## What this task involves
Using the entries that follow, establish how many lines contain the word "OverlayConfig" and give only that figure.
BEGIN Record excerpts
//! Observable container for [`RuntimeState`]
//!
//! State is held as `Rc<RuntimeState>`. An update that hands back the very
//! same `Rc` is treated as "no change": nothing is stamped and nobody is
//! notified. Updaters should therefore return the input `Rc` untouched
//! when they have nothing to change.

use std::cell::{Cell, RefCell};
use std::fmt;
use std::rc::{Rc, Weak};
use std::time::{SystemTime, UNIX_EPOCH};

use crate::types::RuntimeState;

pub type StateListener = Rc<dyn Fn(&RuntimeState)>;

/// Source of "now" in milliseconds since the Unix epoch
pub type Clock = Rc<dyn Fn() -> u64>;

pub fn system_clock() -> Clock {
    Rc::new(|| {
        SystemTime::now()
            .duration_since(UNIX_EPOCH)
            .map_or(0, |d| u64::try_from(d.as_millis()).unwrap_or(u64::MAX))
    })
}

struct StoreInner {
    state: RefCell<Rc<RuntimeState>>,
    listeners: RefCell<Vec<(u64, StateListener)>>,
    next_id: Cell<u64>,
    clock: Clock,
}

/// Cheap-to-clone handle; all clones share one state
#[derive(Clone)]
pub struct Store {
    inner: Rc<StoreInner>,
}

impl fmt::Debug for Store {
    fn fmt(&self, f: &mut fmt::Formatter<'_>) -> fmt::Result {
        f.debug_struct("Store")
            .field("state", &self.inner.state.borrow())
            .field("listeners", &self.inner.listeners.borrow().len())
            .finish()
    }
}

impl Store {
    /// Store with default state stamped with the current time
    pub fn new() -> Self {
        Self::with_clock(system_clock())
    }

    pub fn with_clock(clock: Clock) -> Self {
        let initial = RuntimeState::with_timestamp(clock());
        Self::with_state(initial, clock)
    }

    pub fn with_state(initial: RuntimeState, clock: Clock) -> Self {
        Self {
            inner: Rc::new(StoreInner {
                state: RefCell::new(Rc::new(initial)),
                listeners: RefCell::new(Vec::new()),
                next_id: Cell::new(0),
                clock,
            }),
        }
    }

    pub fn state(&self) -> Rc<RuntimeState> {
        Rc::clone(&self.inner.state.borrow())
    }

    /// Replace the state with a literal value
    pub fn set_state(&self, next: Rc<RuntimeState>) {
        self.update(move |_| next);
    }

    /// Derive the next state from the current one.
    /// Returning the same `Rc` is a no-op.
    pub fn update<F>(&self, updater: F)
    where
        F: FnOnce(&Rc<RuntimeState>) -> Rc<RuntimeState>,
    {
        let current = self.state();
        let next = updater(&current);
        if Rc::ptr_eq(&next, &current) {
            return;
        }

        let next = if next.timestamp == current.timestamp {
            let mut stamped = Rc::unwrap_or_clone(next);
            stamped.timestamp = (self.inner.clock)();
            Rc::new(stamped)
        } else {
            next
        };

        *self.inner.state.borrow_mut() = Rc::clone(&next);
        self.notify(&next);
    }

    fn notify(&self, state: &Rc<RuntimeState>) {
        let listeners: Vec<StateListener> = self
            .inner
            .listeners
            .borrow()
            .iter()
            .map(|(_, listener)| Rc::clone(listener))
            .collect();
        for listener in listeners {
            // A listener updated the store; the nested pass already
            // delivered the newer state to everyone.
            if !Rc::ptr_eq(&self.state(), state) {
                break;
            }
            listener(state);
        }
    }

    /// Register `listener` and call it once right away with the current state
    pub fn subscribe(&self, listener: StateListener) -> Subscription {
        let id = self.inner.next_id.get();
        self.inner.next_id.set(id + 1);
        self.inner
            .listeners
            .borrow_mut()
            .push((id, Rc::clone(&listener)));

        let current = self.state();
        listener(&current);

        Subscription {
            store: Rc::downgrade(&self.inner),
            id,
        }
    }

    pub fn listener_count(&self) -> usize {
        self.inner.listeners.borrow().len()
    }
}

impl Default for Store {
    fn default() -> Self {
        Self::new()
    }
}

/// Removal capability returned by [`Store::subscribe`].
/// Dropping it does not unsubscribe.
#[derive(Debug, Clone)]
pub struct Subscription {
    store: Weak<StoreInner>,
    id: u64,
}

impl Subscription {
    /// Remove the listener. Safe to call more than once.
    pub fn unsubscribe(&self) {
        if let Some(inner) = self.store.upgrade() {
            inner.listeners.borrow_mut().retain(|(id, _)| *id != self.id);
        }
    }
}
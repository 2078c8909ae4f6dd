//! Author-facing configuration shape
//!
//! Mirrors what an embedding page hands to `init_overlay`. Every field is
//! optional; the normalizer fills in defaults and rejects invalid input.

use serde::{Deserialize, Serialize};

use crate::types::MatchStrategy;

/// Raw overlay configuration as supplied by the host
#[derive(Debug, Clone, Default, PartialEq, Serialize, Deserialize)]
#[serde(rename_all = "camelCase")]
pub struct OverlayConfig {
    /// When set, every breakpoint's inferred strategy must equal this one
    #[serde(default, skip_serializing_if = "Option::is_none")]
    pub match_strategy: Option<MatchStrategy>,

    #[serde(default, skip_serializing_if = "Option::is_none")]
    pub breakpoints: Option<Vec<BreakpointInput>>,

    /// Keyboard shortcut in `modifier+...+key` form; `""` disables it
    #[serde(default, skip_serializing_if = "Option::is_none")]
    pub hotkey: Option<String>,

    #[serde(default, skip_serializing_if = "Option::is_none")]
    pub debounce_ms: Option<f64>,
}

/// One author-supplied breakpoint. Which bounds are present decides its shape.
#[derive(Debug, Clone, PartialEq, Serialize, Deserialize)]
#[serde(rename_all = "camelCase")]
pub struct BreakpointInput {
    pub id: String,
    #[serde(default, skip_serializing_if = "Option::is_none")]
    pub label: Option<String>,
    #[serde(default, skip_serializing_if = "Option::is_none")]
    pub min_width: Option<f64>,
    #[serde(default, skip_serializing_if = "Option::is_none")]
    pub max_width: Option<f64>,
}

impl BreakpointInput {
    /// Breakpoint matching widths `>= min_width`
    pub fn min(id: impl Into<String>, min_width: f64) -> Self {
        Self {
            id: id.into(),
            label: None,
            min_width: Some(min_width),
            max_width: None,
        }
    }

    /// Breakpoint matching widths `<= max_width`
    pub fn max(id: impl Into<String>, max_width: f64) -> Self {
        Self {
            id: id.into(),
            label: None,
            min_width: None,
            max_width: Some(max_width),
        }
    }

    /// Breakpoint matching widths within `[min_width, max_width]`
    pub fn range(id: impl Into<String>, min_width: f64, max_width: f64) -> Self {
        Self {
            id: id.into(),
            label: None,
            min_width: Some(min_width),
            max_width: Some(max_width),
        }
    }

    pub fn labeled(mut self, label: impl Into<String>) -> Self {
        self.label = Some(label.into());
        self
    }
}

impl OverlayConfig {
    pub fn with_breakpoints(breakpoints: Vec<BreakpointInput>) -> Self {
        Self {
            breakpoints: Some(breakpoints),
            ..Self::default()
        }
    }

    /// Parse a JSON document into a config
    pub fn from_json(json: &str) -> serde_json::Result<Self> {
        serde_json::from_str(json)
    }
}
//! Display environment abstraction
//!
//! The runtime never touches a concrete window system. Everything it needs
//! from the embedding environment (viewport size, resize and keydown
//! notifications, per-frame scheduling) goes through [`Host`].
//!
//! All hosts are single-threaded. Callbacks are plain `Rc` closures and may
//! re-enter the host (e.g. a keydown listener that registers a resize
//! listener), so implementations must not hold internal borrows while
//! invoking them.

mod simulated;

pub use simulated::SimulatedHost;

use std::rc::Rc;

use crate::hotkeys::KeyEvent;
use crate::types::ViewportSnapshot;

/// Handle for a registered resize or keydown listener
#[derive(Debug, Clone, Copy, PartialEq, Eq, Hash)]
pub struct ListenerId(pub u64);

/// Handle for a requested frame callback
#[derive(Debug, Clone, Copy, PartialEq, Eq, Hash)]
pub struct FrameToken(pub u64);

pub type ResizeListener = Rc<dyn Fn()>;

/// Returns `true` when the event was consumed (the host should suppress
/// its default action)
pub type KeyListener = Rc<dyn Fn(&KeyEvent) -> bool>;

pub type FrameCallback = Box<dyn FnOnce()>;

/// Schedules work for the host's next paint
pub trait FrameScheduler {
    /// Queue `callback` for the next frame. Must never run it synchronously.
    fn request_frame(&self, callback: FrameCallback) -> FrameToken;

    /// Drop a queued callback. Unknown or already-run tokens are ignored.
    fn cancel_frame(&self, token: FrameToken);
}

/// The embedding environment
pub trait Host: FrameScheduler {
    /// Current viewport, or `None` in a non-interactive context
    fn viewport(&self) -> Option<ViewportSnapshot>;

    fn add_resize_listener(&self, listener: ResizeListener) -> ListenerId;
    fn remove_resize_listener(&self, id: ListenerId);

    fn add_keydown_listener(&self, listener: KeyListener) -> ListenerId;
    fn remove_keydown_listener(&self, id: ListenerId);

    /// Whether a display environment exists at all
    fn is_interactive(&self) -> bool {
        self.viewport().is_some()
    }
}

/// Host for non-interactive execution: no viewport, nothing is ever delivered
#[derive(Debug, Default, Clone, Copy)]
pub struct HeadlessHost;

impl FrameScheduler for HeadlessHost {
    fn request_frame(&self, _callback: FrameCallback) -> FrameToken {
        FrameToken(0)
    }

    fn cancel_frame(&self, _token: FrameToken) {}
}

impl Host for HeadlessHost {
    fn viewport(&self) -> Option<ViewportSnapshot> {
        None
    }

    fn add_resize_listener(&self, _listener: ResizeListener) -> ListenerId {
        ListenerId(0)
    }

    fn remove_resize_listener(&self, _id: ListenerId) {}

    fn add_keydown_listener(&self, _listener: KeyListener) -> ListenerId {
        ListenerId(0)
    }

    fn remove_keydown_listener(&self, _id: ListenerId) {}
}
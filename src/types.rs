//! Core value types shared across the runtime

use serde::{Deserialize, Serialize};
use std::fmt;

use crate::constants::viewport::DEFAULT_DEVICE_PIXEL_RATIO;

/// How a breakpoint's bounds are interpreted
#[derive(Debug, Clone, Copy, PartialEq, Eq, Hash, Serialize, Deserialize)]
#[serde(rename_all = "kebab-case")]
pub enum MatchStrategy {
    MinWidth,
    MaxWidth,
    Range,
}

impl MatchStrategy {
    pub fn as_str(&self) -> &'static str {
        match self {
            MatchStrategy::MinWidth => "min-width",
            MatchStrategy::MaxWidth => "max-width",
            MatchStrategy::Range => "range",
        }
    }
}

impl fmt::Display for MatchStrategy {
    fn fmt(&self, f: &mut fmt::Formatter<'_>) -> fmt::Result {
        f.write_str(self.as_str())
    }
}

/// One reading of the viewport
#[derive(Debug, Clone, Copy, PartialEq, Serialize, Deserialize)]
#[serde(rename_all = "camelCase")]
pub struct ViewportSnapshot {
    pub width: f64,
    pub height: f64,
    pub device_pixel_ratio: f64,
}

impl ViewportSnapshot {
    /// Snapshot reported when no display environment exists
    pub const FALLBACK: ViewportSnapshot = ViewportSnapshot {
        width: 0.0,
        height: 0.0,
        device_pixel_ratio: DEFAULT_DEVICE_PIXEL_RATIO,
    };

    pub fn new(width: f64, height: f64, device_pixel_ratio: f64) -> Self {
        Self {
            width,
            height,
            device_pixel_ratio,
        }
        .sanitized()
    }

    /// Clamp dimensions to non-negative values and default a missing ratio to 1
    pub fn sanitized(self) -> Self {
        let clamp = |v: f64| if v.is_finite() && v > 0.0 { v } else { 0.0 };
        let device_pixel_ratio = if self.device_pixel_ratio.is_finite() && self.device_pixel_ratio > 0.0 {
            self.device_pixel_ratio
        } else {
            DEFAULT_DEVICE_PIXEL_RATIO
        };
        Self {
            width: clamp(self.width),
            height: clamp(self.height),
            device_pixel_ratio,
        }
    }
}

impl Default for ViewportSnapshot {
    fn default() -> Self {
        Self::FALLBACK
    }
}

/// The breakpoint currently matching the viewport
#[derive(Debug, Clone, PartialEq, Eq, Serialize, Deserialize)]
pub struct BreakpointMatch {
    pub id: String,
    pub label: String,
}

#[derive(Debug, Clone, Copy, Default, PartialEq, Eq, Serialize, Deserialize)]
pub struct BadgeUiState {
    pub expanded: bool,
}

/// Observable overlay status, owned by the [`Store`](crate::state::Store)
#[derive(Debug, Clone, PartialEq, Serialize, Deserialize)]
pub struct RuntimeState {
    pub active: bool,
    pub viewport: ViewportSnapshot,
    pub breakpoint: Option<BreakpointMatch>,
    pub badge: BadgeUiState,
    /// Milliseconds since the Unix epoch of the last change
    pub timestamp: u64,
}

impl RuntimeState {
    pub fn with_timestamp(timestamp: u64) -> Self {
        Self {
            active: false,
            viewport: ViewportSnapshot::FALLBACK,
            breakpoint: None,
            badge: BadgeUiState::default(),
            timestamp,
        }
    }

    pub fn breakpoint_id(&self) -> Option<&str> {
        self.breakpoint.as_ref().map(|bp| bp.id.as_str())
    }
}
END Record excerpts
## Expected answer
2